USC-GRAD-STDdb: Small Target Detection database

By Brais Bosquet, Manuel Mucientes, Víctor Manuel Brea at CiTIUS and David de la Iglesia, Raquel Dosil, Daniel González at Gradiant.

Introduction

The Small Target Detection database (USC-GRAD-STDdb) is a set of annotated video segments retrieved from YouTube. USC-GRAD-STDdb is holded by Centro Singular de Investigación en Tecnoloxías da Información (CiTIUS) of the University of Santiago de Compostela (USC), Spain and by Centro Tecnológico de Telecomunicaciones de Galicia (Gradiant), Spain.

To the best of our knowledge, USC-GRAD-STDdb is the first database that has enough amount of small objects (objects smaller than ≈16x16 pixels) to train and test small object detection frameworks.

Citing USC-GRAD-STDdb

If you find USC-GRAD-STDdb useful in your research, please consider citing:

@InProceedings{Bosquet18_bmvc,
    author = {B. Bosquet and M. Mucientes and V. Brea},
    title = {{STDnet}: A {ConvNet} for Small Target Detection},
    booktitle = {Proceedings of the 29th British Machine Vision Conference},
    year = {2018},
    address = {Newcastle ({UK})}
}

Request the database
Database description
Annotations format
Requirements
Usage

Request the database

Because the annotations in the database cannot be used for commercial purposes, we do not make them publicly available on our site. If you are a researcher who wishes to have a copy of the annotations for educational or non-commercial use, we may provide you access to the data.
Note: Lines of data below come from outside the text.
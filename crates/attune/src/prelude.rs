//! Convenience re-exports for common `attune` types.
//!
//! ```ignore
//! use attune::prelude::*;
//! ```

pub use crate::{Message, MessageRole, RelayError};

pub use crate::client::{ChatFuture, ChatProvider, FALLBACK_REPLY, OpenRouterClient};
pub use crate::config::ProviderConfig;
pub use crate::emotion::{Emotion, EmotionObservation, EmotionWindow, render_emotion_detail};
pub use crate::extract::{EMOTION_MARKER, EmotionContext};
pub use crate::prompt::{BASE_INSTRUCTION, compose, guidance_for};
pub use crate::relay::{ChatInput, Relay, RelayReply};
//! Chat-completion provider client.
//!
//! [`ChatProvider`] is the seam between the relay and the language model. The
//! production implementation is [`OpenRouterClient`], which talks to any
//! OpenAI-compatible chat-completions endpoint (OpenRouter by default). Tests
//! substitute their own implementations to count or script calls.

use std::future::Future;
use std::pin::Pin;
use std::time::Instant;

use serde::Deserialize;
use tracing::{debug, trace};

use crate::config::ProviderConfig;
use crate::{ChatRequest, Message};

/// Reply used when the provider returns a completion without any text.
pub const FALLBACK_REPLY: &str = "I'm sorry, I couldn't come up with a response just now.";

/// Type alias to keep trait signatures and implementations readable.
pub type ChatFuture<'a> = Pin<Box<dyn Future<Output = Result<String, String>> + Send + 'a>>;

/// A chat-completion backend.
///
/// Uses a boxed future so that the trait is dyn-compatible and the relay can
/// hold an `Arc<dyn ChatProvider>`.
pub trait ChatProvider: Send + Sync {
    /// Send one conversation and return the reply text.
    ///
    /// At most one outbound call is made. Errors are human-readable strings
    /// for logging; they are never shown to end users verbatim.
    fn complete(&self, messages: Vec<Message>) -> ChatFuture<'_>;

    /// Model identifier, for diagnostics.
    fn model(&self) -> &str;
}

// ── Response types ─────────────────────────────────────────────────

/// Raw API response (internal deserialization target).
#[derive(Deserialize, Debug)]
struct RawChatResponse {
    choices: Option<Vec<RawChoice>>,
    error: Option<ApiErrorResponse>,
    #[serde(default)]
    usage: Option<UsageInfo>,
}

#[derive(Deserialize, Debug)]
struct RawChoice {
    message: RawResponseMessage,
    finish_reason: Option<String>,
}

#[derive(Deserialize, Debug)]
struct RawResponseMessage {
    content: Option<String>,
}

#[derive(Deserialize, Debug)]
struct ApiErrorResponse {
    message: String,
}

/// Token usage statistics.
#[derive(Deserialize, Debug, Clone)]
pub struct UsageInfo {
    pub prompt_tokens: Option<u32>,
    pub completion_tokens: Option<u32>,
    pub total_tokens: Option<u32>,
}

/// First choice of a chat completion.
#[derive(Debug)]
pub struct ChatCompletion {
    pub content: Option<String>,
    pub finish_reason: Option<String>,
    pub usage: Option<UsageInfo>,
}

impl ChatCompletion {
    /// Reply text, or [`FALLBACK_REPLY`] when the model produced none.
    pub fn text_or_fallback(self) -> String {
        match self.content {
            Some(text) if !text.trim().is_empty() => text,
            _ => FALLBACK_REPLY.to_string(),
        }
    }
}

// ── Client ─────────────────────────────────────────────────────────

/// Async HTTP client for an OpenAI-compatible chat completions API.
pub struct OpenRouterClient {
    client: reqwest::Client,
    config: ProviderConfig,
}

impl OpenRouterClient {
    /// Build a client from an explicit configuration.
    pub fn new(config: ProviderConfig) -> Result<Self, String> {
        if config.api_key.trim().is_empty() {
            return Err("provider API key is empty".to_string());
        }
        let client = reqwest::Client::builder()
            .user_agent(concat!("attune/", env!("CARGO_PKG_VERSION")))
            .timeout(config.timeout)
            .build()
            .map_err(|e| format!("failed to build HTTP client: {e}"))?;
        Ok(Self { client, config })
    }

    /// Request body for a conversation, using the configured model and
    /// sampling parameters.
    pub fn request_for(&self, messages: Vec<Message>) -> ChatRequest {
        ChatRequest {
            model: self.config.model.clone(),
            messages,
            max_tokens: self.config.max_tokens,
            temperature: self.config.temperature,
        }
    }

    /// Send a chat completion request.
    ///
    /// A response without any choices is an error; a choice without text is
    /// not (see [`ChatCompletion::text_or_fallback`]).
    pub async fn chat(&self, body: &ChatRequest) -> Result<ChatCompletion, String> {
        debug!(
            "LLM request: model={}, messages={}, max_tokens={}, temp={}",
            body.model,
            body.messages.len(),
            body.max_tokens,
            body.temperature,
        );
        trace!(
            "Request payload size: {} bytes",
            serde_json::to_string(body).map_or(0, |s| s.len())
        );

        let start = Instant::now();

        let resp = self
            .client
            .post(&self.config.endpoint)
            .header("Authorization", format!("Bearer {}", self.config.api_key))
            .header("HTTP-Referer", &self.config.referer)
            .header("X-Title", &self.config.title)
            .json(body)
            .send()
            .await
            .map_err(|e| format!("request failed: {e}"))?;

        let status = resp.status();
        let text = resp
            .text()
            .await
            .map_err(|e| format!("failed to read response: {e}"))?;

        debug!(
            "LLM response: HTTP {} in {:.1}s ({} bytes)",
            status,
            start.elapsed().as_secs_f64(),
            text.len()
        );

        if !status.is_success() {
            return Err(format!("provider API HTTP {status}: {text}"));
        }

        let parsed: RawChatResponse =
            serde_json::from_str(&text).map_err(|e| format!("failed to parse response: {e}"))?;

        if let Some(err) = parsed.error {
            return Err(format!("provider API error: {}", err.message));
        }

        if let Some(ref usage) = parsed.usage {
            debug!(
                "Token usage: prompt={}, completion={}, total={}",
                usage.prompt_tokens.unwrap_or(0),
                usage.completion_tokens.unwrap_or(0),
                usage.total_tokens.unwrap_or(0),
            );
        }

        let choice = parsed
            .choices
            .and_then(|c| c.into_iter().next())
            .ok_or_else(|| "provider returned no completion".to_string())?;

        debug!(
            "LLM output: {} chars, finish_reason={}",
            choice.message.content.as_ref().map_or(0, |s| s.len()),
            choice.finish_reason.as_deref().unwrap_or("none"),
        );

        Ok(ChatCompletion {
            content: choice.message.content,
            finish_reason: choice.finish_reason,
            usage: parsed.usage,
        })
    }
}

impl ChatProvider for OpenRouterClient {
    fn complete(&self, messages: Vec<Message>) -> ChatFuture<'_> {
        Box::pin(async move {
            let body = self.request_for(messages);
            let completion = self.chat(&body).await?;
            Ok(completion.text_or_fallback())
        })
    }

    fn model(&self) -> &str {
        &self.config.model
    }
}
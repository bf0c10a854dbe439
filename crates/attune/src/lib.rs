//! Emotion-aware system prompts and a chat-completion relay.
//!
//! `attune` sits between a chat client and an OpenAI-compatible
//! chat-completions API (OpenRouter by default). Clients send a conversation
//! together with a short window of facial-emotion readings; attune turns the
//! readings into a system instruction that adjusts the model's tone, forwards
//! the augmented conversation, and returns the reply.
//!
//! # Getting started
//!
//! ```ignore
//! use std::sync::Arc;
//! use attune::prelude::*;
//!
//! #[tokio::main]
//! async fn main() -> Result<(), String> {
//!     let client = OpenRouterClient::new(ProviderConfig::from_env()?)?;
//!     let relay = Relay::new(Arc::new(client));
//!
//!     let window = EmotionWindow::new(vec![EmotionObservation::new("sad", 72.0)]);
//!     let input = ChatInput::new(vec![Message::user("Long week.")]).with_emotions(window);
//!
//!     let reply = relay.handle(input).await.map_err(|e| e.to_string())?;
//!     println!("{}", reply.message);
//!     Ok(())
//! }
//! ```
//!
//! # Modules
//!
//! | Module | Description |
//! |--------|-------------|
//! | [`emotion`] | [`EmotionObservation`](emotion::EmotionObservation), [`EmotionWindow`](emotion::EmotionWindow), the [`Emotion`](emotion::Emotion) vocabulary |
//! | [`prompt`] | [`compose`](prompt::compose) and the per-emotion guidance table |
//! | [`extract`] | Finding emotion data on a request, [`EmotionContext`](extract::EmotionContext) |
//! | [`assemble`] | Final provider conversation |
//! | [`client`] | [`ChatProvider`](client::ChatProvider) seam and [`OpenRouterClient`](client::OpenRouterClient) |
//! | [`config`] | [`ProviderConfig`](config::ProviderConfig) |
//! | [`relay`] | [`Relay`](relay::Relay) request pipeline |

pub mod assemble;
pub mod client;
pub mod config;
pub mod emotion;
pub mod extract;
pub mod prelude;
pub mod prompt;
pub mod relay;

use serde::{Deserialize, Serialize};

// ── Constants ──────────────────────────────────────────────────────

pub const OPENROUTER_URL: &str = "https://openrouter.ai/api/v1/chat/completions";

/// Default model for relayed conversations.
pub const DEFAULT_MODEL: &str = "openai/gpt-4o-mini";

/// Replies are kept short; the persona asks for a few sentences.
pub const DEFAULT_MAX_TOKENS: u32 = 500;

pub const DEFAULT_TEMPERATURE: f32 = 0.7;

// ── Errors ─────────────────────────────────────────────────────────

/// Failures that end a relay request.
///
/// Malformed emotion data is deliberately absent: it degrades the emotion
/// context instead of failing the request.
#[derive(Debug, thiserror::Error)]
pub enum RelayError {
    /// The caller's request was unusable. No provider call was made.
    #[error("malformed input: {0}")]
    MalformedInput(String),

    /// The provider call failed, timed out, or returned no completion.
    #[error("provider failure: {0}")]
    Provider(String),
}

// ── Message types ──────────────────────────────────────────────────

/// Role of a message in the conversation.
#[derive(Serialize, Deserialize, Clone, Copy, Debug, PartialEq, Eq)]
#[serde(rename_all = "lowercase")]
pub enum MessageRole {
    System,
    User,
    Assistant,
}

impl std::fmt::Display for MessageRole {
    fn fmt(&self, f: &mut std::fmt::Formatter<'_>) -> std::fmt::Result {
        match self {
            MessageRole::System => write!(f, "system"),
            MessageRole::User => write!(f, "user"),
            MessageRole::Assistant => write!(f, "assistant"),
        }
    }
}

/// A message in the conversation.
#[derive(Serialize, Deserialize, Clone, Debug, PartialEq, Eq)]
pub struct Message {
    pub role: MessageRole,
    pub content: String,
}

impl Message {
    pub fn system(content: impl Into<String>) -> Self {
        Self {
            role: MessageRole::System,
            content: content.into(),
        }
    }

    pub fn user(content: impl Into<String>) -> Self {
        Self {
            role: MessageRole::User,
            content: content.into(),
        }
    }

    pub fn assistant(content: impl Into<String>) -> Self {
        Self {
            role: MessageRole::Assistant,
            content: content.into(),
        }
    }
}

// ── Request types ──────────────────────────────────────────────────

/// Chat completion request body.
#[derive(Serialize, Debug)]
pub struct ChatRequest {
    pub model: String,
    pub messages: Vec<Message>,
    pub max_tokens: u32,
    pub temperature: f32,
}

#[cfg(test)]
mod tests {
    use super::*;

    #[test]
    fn message_constructors() {
        let sys = Message::system("hello");
        assert_eq!(sys.role, MessageRole::System);
        assert_eq!(sys.content, "hello");

        assert_eq!(Message::user("world").role, MessageRole::User);
        assert_eq!(Message::assistant("ok").role, MessageRole::Assistant);
    }

    #[test]
    fn message_wire_format() {
        let json = serde_json::to_value(Message::user("hi")).unwrap();
        assert_eq!(json, serde_json::json!({"role": "user", "content": "hi"}));

        let parsed: Message =
            serde_json::from_str(r#"{"role":"assistant","content":"yo"}"#).unwrap();
        assert_eq!(parsed, Message::assistant("yo"));
    }

    #[test]
    fn unknown_role_is_rejected() {
        assert!(serde_json::from_str::<Message>(r#"{"role":"tool","content":"x"}"#).is_err());
    }

    #[test]
    fn chat_request_serializes_fixed_parameters() {
        let req = ChatRequest {
            model: "test-model".into(),
            messages: vec![Message::user("hi")],
            max_tokens: 100,
            temperature: 0.5,
        };
        let json = serde_json::to_value(&req).unwrap();
        assert_eq!(json["model"], "test-model");
        assert_eq!(json["max_tokens"], 100);
        assert_eq!(json["temperature"], 0.5);
        assert_eq!(json["messages"][0]["role"], "user");
    }

    #[test]
    fn relay_error_messages() {
        let err = RelayError::MalformedInput("`messages` must be an array".into());
        assert_eq!(err.to_string(), "malformed input: `messages` must be an array");
    }
}
//! HTTP front end for the attune relay.
//!
//! `attune-web` exposes [`Relay`](attune::relay::Relay) over a small axum
//! API:
//!
//! | Route | Purpose |
//! |-------|---------|
//! | `POST /api/chat` | `{"messages": [...], "emotions": [...]?}` → `{"message": ...}` |
//! | `GET /health` | Liveness |
//! | `GET /api/test` | Readiness smoke test, reports the configured model |
//!
//! Errors are `{"error": ...}` with 400 for malformed input and 500 for
//! provider or processing failures. Each chat response carries an
//! `x-emotion-context` header (`absent`, `applied` or `degraded`).
//!
//! # Quick start
//!
//! ```ignore
//! use std::sync::Arc;
//! use attune::prelude::*;
//! use attune_web::{WebConfig, spawn_web};
//!
//! let client = OpenRouterClient::new(ProviderConfig::from_env()?)?;
//! let relay = Relay::new(Arc::new(client));
//! let addr = spawn_web(relay, WebConfig::default()).await?;
//! println!("Relay: http://{addr}");
//! ```

mod api;
mod server;

pub use api::{ApiError, EMOTION_CONTEXT_HEADER};
pub use server::{build_router, cors_layer};

use std::net::SocketAddr;

use attune::relay::Relay;

/// Configuration for the web server.
#[derive(Debug, Clone)]
pub struct WebConfig {
    /// Address to bind to. Default: `127.0.0.1:3001`.
    pub bind_addr: SocketAddr,
    /// Origins allowed to call the API from a browser. `"*"` allows any.
    /// Default: the local frontend dev servers.
    pub allowed_origins: Vec<String>,
}

impl Default for WebConfig {
    fn default() -> Self {
        Self {
            bind_addr: SocketAddr::from(([127, 0, 0, 1], 3001)),
            allowed_origins: vec![
                "http://localhost:3000".to_string(),
                "http://localhost:5173".to_string(),
            ],
        }
    }
}

/// Spawn the web server on a Tokio task and return the bound address.
///
/// The server runs until the Tokio runtime shuts down.
pub async fn spawn_web(relay: Relay, config: WebConfig) -> Result<SocketAddr, String> {
    let router = server::build_router(relay, &config.allowed_origins);
    server::start_server(router, config.bind_addr).await
}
Please fill out the End User License Agreement (EULA) and send it filled and signed to these email addresses. You will be answered as soon as possible.

Database description

USC-GRAD-STDdb comprises 115 video segments containing more than 25,000 annotated frames of HD 720p resolution (≈1280x720) with small objects of interest from 16 (≈4x4) to 256 (≈16x16) as pixel area. The length of the videos changes from 150 up to 500 frames. The size of every object is determined through the bounding box, so that a good annotation is of utmost importance for reliable performance metrics. As it may seem obvious, the smaller the object, the harder the annotation. The annotation has been carried out with the ViTBAT tool, adjusting the boxes as much as possible to the objects of interest in each video frame. In total, more than 56,000 ground truth labels have been generated.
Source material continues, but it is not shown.